Por fim, cabe ressaltar que a administração de instituições hospitalares mantidas com verbas públicas, atualmente, constitui imenso desafio para os gestores, considerando aspectos como baixo financiamento, desequilíbrio entre oferta e demanda, elevados custos e planejamento e políticas públicas ineficientes [7].

 

Conclusão

 

O estudo aponta para exposição de pacientes e equipes profissionais causados pela má qualidade dos materiais hospitalares adquiridos através do pregão eletrônico, considerando a falta de critérios de avaliação prévia dos produtos, o que poderia ser minimizado com a implementação de uma comissão para testagem dos materiais a serem comprados nesse processo.

A ocorrência de problemas decorrentes do uso de materiais hospitalares de não conformidade causa dor e sofrimento para os clientes internados nos diversos setores do hospital, além de estresse e riscos de acidentes a que ficam expostos os profissionais da equipe terapêutica. Razões que justificam os depoimentos dos participantes deste estudo quando afirmam a necessidade de padronização desses materiais e da sua testagem antes dos processos de compras, realizados através dos pregões eletrônicos.

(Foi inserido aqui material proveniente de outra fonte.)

mod common;

use common::Harness;
use glam::{Mat4, Vec3};
use world_renderer::content::{BlockDef, ITEM_EMPTY};
use world_renderer::level::CameraMode;
use world_renderer::renderer::backend::Primitive;
use world_renderer::renderer::recording::Command;
use world_renderer::renderer::uniforms::WorldUniforms;
use world_renderer::renderer::{DebugFlags, RenderState, RenderTarget};
use world_renderer::settings::RenderSettings;
use world_renderer::weather::{FallParams, WeatherPreset};

fn falling(texture: &str, opaque: bool) -> WeatherPreset {
    WeatherPreset {
        fall: FallParams {
            texture: texture.to_string(),
            opaque,
            ..FallParams::default()
        },
        ..WeatherPreset::default()
    }
}

#[test]
fn deferred_frame_runs_passes_in_order() {
    let (mut harness, log) = Harness::logged(RenderSettings::default());
    harness.frame();
    assert_eq!(
        *log.borrow(),
        vec![
            "chunks.update",
            "chunks.shadows",
            "chunks.shadows",
            "post.use_target",
            "texts",
            "entities",
            "particles",
            "chunks.opaque",
            "block_wraps",
            "texts.front",
            "post.deferred",
            "post.bind_depth",
            "chunks.translucent",
            "post.composite",
        ]
    );
}

#[test]
fn forward_frame_skips_deferred_shading() {
    let mut settings = RenderSettings::default();
    settings.graphics.advanced_render = false;
    let (mut harness, log) = Harness::logged(settings);
    harness.frame();
    let log = log.borrow();
    assert!(!log.contains(&"chunks.shadows"));
    assert!(!log.contains(&"post.deferred"));
    assert!(!log.contains(&"post.bind_depth"));
    assert_eq!(log.last(), Some(&"post.composite"));
}

#[test]
fn debug_guides_only_with_hud_and_debug_flag() {
    let (mut harness, log) = Harness::logged(RenderSettings::default());
    harness.frame();
    assert!(!log.borrow().contains(&"guides"));

    harness.renderer.config_mut().set_flag(DebugFlags::DEBUG, true);
    log.borrow_mut().clear();
    harness.frame();
    let log = log.borrow();
    let guides = log.iter().position(|n| *n == "guides");
    let front = log.iter().position(|n| *n == "texts.front");
    assert!(guides.is_some());
    assert!(guides < front);
}

#[test]
fn second_frame_reuses_every_resource() {
    let mut harness = Harness::demo(RenderSettings::default());
    let first = harness.frame();
    assert!(harness.count(|c| matches!(c, Command::CreateMesh(..))) > 0);
    assert!(harness.count(|c| matches!(c, Command::CreateTexture(..))) > 0);

    let second = harness.frame();
    assert_eq!(second.frame, first.frame + 1);
    assert!(!second.shaders_recompiled);
    assert_eq!(
        harness.count(|c| matches!(
            c,
            Command::CreateTexture(..)
                | Command::ReleaseTexture(_)
                | Command::CreateMesh(..)
                | Command::ReleaseMesh(_)
                | Command::CompileProgram { .. }
        )),
        0
    );
}

#[test]
fn shader_variants_recompile_once_per_change() {
    let mut harness = Harness::demo(RenderSettings::default());
    assert!(harness.frame().shaders_recompiled);
    let compiles = harness.assets.shaders.compile_count();
    assert!(!harness.frame().shaders_recompiled);
    assert_eq!(harness.assets.shaders.compile_count(), compiles);

    harness.settings.graphics.ssao = true;
    assert!(harness.frame().shaders_recompiled);
    let recompiled = harness.count(|c| matches!(c, Command::CompileProgram { .. }));
    assert!(recompiled > 0);
    assert!(!harness.frame().shaders_recompiled);
    assert_eq!(harness.count(|c| matches!(c, Command::CompileProgram { .. })), 0);
}

#[test]
fn torchlight_comes_from_the_held_item() {
    let mut harness = Harness::demo(RenderSettings::default());
    let lit = harness.frame().torchlight;
    assert!((lit - Vec3::new(0.75, 0.6, 0.3)).length() < 1e-5);

    harness.world.player.chosen_item = ITEM_EMPTY;
    assert_eq!(harness.frame().torchlight, Vec3::ZERO);
}

#[test]
fn hands_are_drawn_only_in_first_person() {
    // Compared frames refresh the same shadow cascade.
    let mut harness = Harness::demo(RenderSettings::default());
    harness.frame();
    harness.frame();
    let first_person = harness.count(|c| matches!(c, Command::Draw { .. }));

    harness.world.player.camera_mode = CameraMode::ThirdPerson;
    harness.frame();
    harness.frame();
    let third_person = harness.count(|c| matches!(c, Command::Draw { .. }));
    assert!(third_person < first_person);
}

#[test]
fn timer_and_frame_counter_advance_per_frame() {
    let mut harness = Harness::demo(RenderSettings::default());
    harness.frame();
    harness.frame();
    assert!((harness.renderer.timer() - 2.0 * common::DELTA).abs() < 1e-6);
    assert_eq!(harness.renderer.frame_index(), 2);
}

#[test]
fn blended_presets_draw_precipitation_with_their_own_opacity() {
    let (mut harness, log) = Harness::logged(RenderSettings::default());
    let weather = harness.renderer.weather_mut();
    weather.change(falling("snow", true), 0.0, "snow");
    weather.change(falling("rain", false), 2.0, "rain");
    weather.update(1.0);
    let expected: Vec<(u32, f32)> = weather
        .presets()
        .iter()
        .map(|preset| {
            let (alpha_clip, opacity) = preset.precipitation_opacity();
            (alpha_clip as u32, opacity)
        })
        .collect();
    assert_eq!(expected, vec![(1, 0.25), (0, 0.5)]);

    harness.frame();
    let log = log.borrow();
    assert_eq!(log.iter().filter(|n| **n == "precipitation").count(), 2);
    let translucent = log.iter().position(|n| *n == "chunks.translucent");
    let precipitation = log.iter().position(|n| *n == "precipitation");
    let composite = log.iter().position(|n| *n == "post.composite");
    assert!(translucent < precipitation && precipitation < composite);

    // Uniforms in effect for each precipitation draw.
    let mut written = std::collections::HashMap::new();
    let mut seen = Vec::new();
    for command in &harness.commands {
        match command {
            Command::WriteUniforms { program, bytes } => {
                written.insert(*program, bytes.clone());
            }
            Command::Draw {
                program,
                primitive: Primitive::Points,
                vertices,
                ..
            } if vertices.is_empty() => {
                let uniforms: WorldUniforms = bytemuck::pod_read_unaligned(&written[program]);
                seen.push((uniforms.alpha_clip, uniforms.opacity));
            }
            _ => {}
        }
    }
    assert_eq!(seen, expected);
}

#[test]
fn hands_trail_the_camera_rotation() {
    let mut harness = Harness::demo(RenderSettings::default());
    harness.frame();
    harness.camera.set_rotation(Mat4::from_rotation_y(1.2));
    let before = harness.renderer.hand_rotation();
    harness.frame();
    let after = harness.renderer.hand_rotation();

    let target = glam::Quat::from_mat4(&harness.camera.rotation);
    let remaining = after.angle_between(target);
    assert!(remaining > 1e-3);
    assert!(remaining < before.angle_between(target));
    assert!(after.angle_between(before) > 1e-3);
}

#[test]
fn frame_ends_on_the_screen_with_the_root_state() {
    for advanced in [true, false] {
        let mut settings = RenderSettings::default();
        settings.graphics.advanced_render = advanced;
        let mut harness = Harness::demo(settings);
        harness.frame();
        let state = harness.backend.current_state();
        assert_eq!(state.target, RenderTarget::Screen);
        assert_eq!(state.scissor, None);
        assert_eq!(state, RenderState::new(common::VIEWPORT));
    }
}

#[test]
fn block_overlay_spans_past_the_screen_edges() {
    let mut harness = Harness::demo(RenderSettings::default());
    let mut water = BlockDef::new("water");
    water.overlay_texture = "blocks:glass".to_string();
    let level = &mut harness.world.level;
    let water = level.content.add_block(water);
    level.set_block(harness.camera.position.floor().as_ivec3(), water);
    harness.frame();

    // The overlay is the last draw of the frame.
    let vertices = harness
        .commands
        .iter()
        .rev()
        .find_map(|command| match command {
            Command::Draw { vertices, .. } => Some(vertices),
            _ => None,
        })
        .unwrap();
    let floats: Vec<f32> = vertices
        .chunks_exact(4)
        .map(|bytes| f32::from_ne_bytes(bytes.try_into().unwrap()))
        .collect();
    // Position, uv and color: nine floats per vertex.
    let corners: Vec<&[f32]> = floats.chunks_exact(9).collect();
    assert_eq!(corners.len(), 6);
    for corner in corners {
        assert_eq!(corner[0].abs(), 2.0);
        assert_eq!(corner[1].abs(), 2.0);
        assert_eq!(corner[2], 0.0);
    }
}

Diante do avanço tecnológico que os pregões eletrônicos trouxeram para os processos de compras de materiais hospitalares, importante considerar que a celeridade sem critérios de avaliação dos produtos para fins terapêuticos, aumenta a ocorrência da não conformidade, o descarte de vários insumos, o desperdício de recursos financeiros, que bem melhor poderiam ser utilizados em pesquisas acadêmicas da comunidade universitária.

Este estudo não esgota o tema, mas abre horizontes para que outras investidas acadêmicas possam descortinar novas possibilidades na área de administração de compras de materiais hospitalares.